[ad_1]
Prostate cancer screening is just as good as the routine checks women have for breast cancer, according to a new study.
Researchers say the findings show it no longer makes sense to reject prostate cancer screening on the one hand while endorsing screening for breast cancer on the other.
Dr Sigrid Carlsson, who led the study at the German Cancer Research Centre, said: “If prostate cancer screening were extended to the wider population, then the outcomes are likely to be very similar to breast cancer.”
Prostate cancer kills more than 12,000 men a year in the UK, slightly more than the number of women who die from breast cancer.

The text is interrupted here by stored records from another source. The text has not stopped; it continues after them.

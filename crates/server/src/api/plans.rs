//! Saved plan API handlers.

use axum::{
    extract::{Path, State},
    http::StatusCode,
    Json,
};
use std::sync::Arc;
use tracing::error;
use waypoint_core::persistence::StoredPlan;

use super::handlers::ErrorResponse;
use crate::state::AppState;

/// Get a saved plan by the reference handed out when it was persisted.
pub async fn get_plan(
    State(state): State<Arc<AppState>>,
    Path(reference): Path<String>,
) -> Result<Json<StoredPlan>, (StatusCode, Json<ErrorResponse>)> {
    match state.plans().lookup(&reference) {
        Ok(Some(plan)) => Ok(Json(plan)),
        Ok(None) => Err((
            StatusCode::NOT_FOUND,
            ErrorResponse::new(format!("Plan not found: {}", reference)),
        )),
        Err(e) => {
            error!("Failed to look up plan {}: {}", reference, e);
            Err((
                StatusCode::INTERNAL_SERVER_ERROR,
                ErrorResponse::new(e.to_string()),
            ))
        }
    }
}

But while older women have been screened for breast cancer in the UK since 1988, government advisers have always ruled there isn’t enough evidence to back prostate screening in men.
Olympic champion Sir Chris Hoy and former prime minister Lord David Cameron, who have both been diagnosed with the cancer, have called for the UK to introduce screening so more men are diagnosed at an earlier, treatable stage.
The new research analysed results from the PROBASE trial of just over 39,000 men having prostate-specific antigen (PSA) blood tests in combination with MRI scans, and compared them with those from 2.8 million women having a mammogram as part of Germany’s breast cancer screening programme.
Encouragingly, prostate screening detected up to 74% of cancers that had begun to spread, roughly the same proportion picked up by routine mammograms, according…
[ad_2]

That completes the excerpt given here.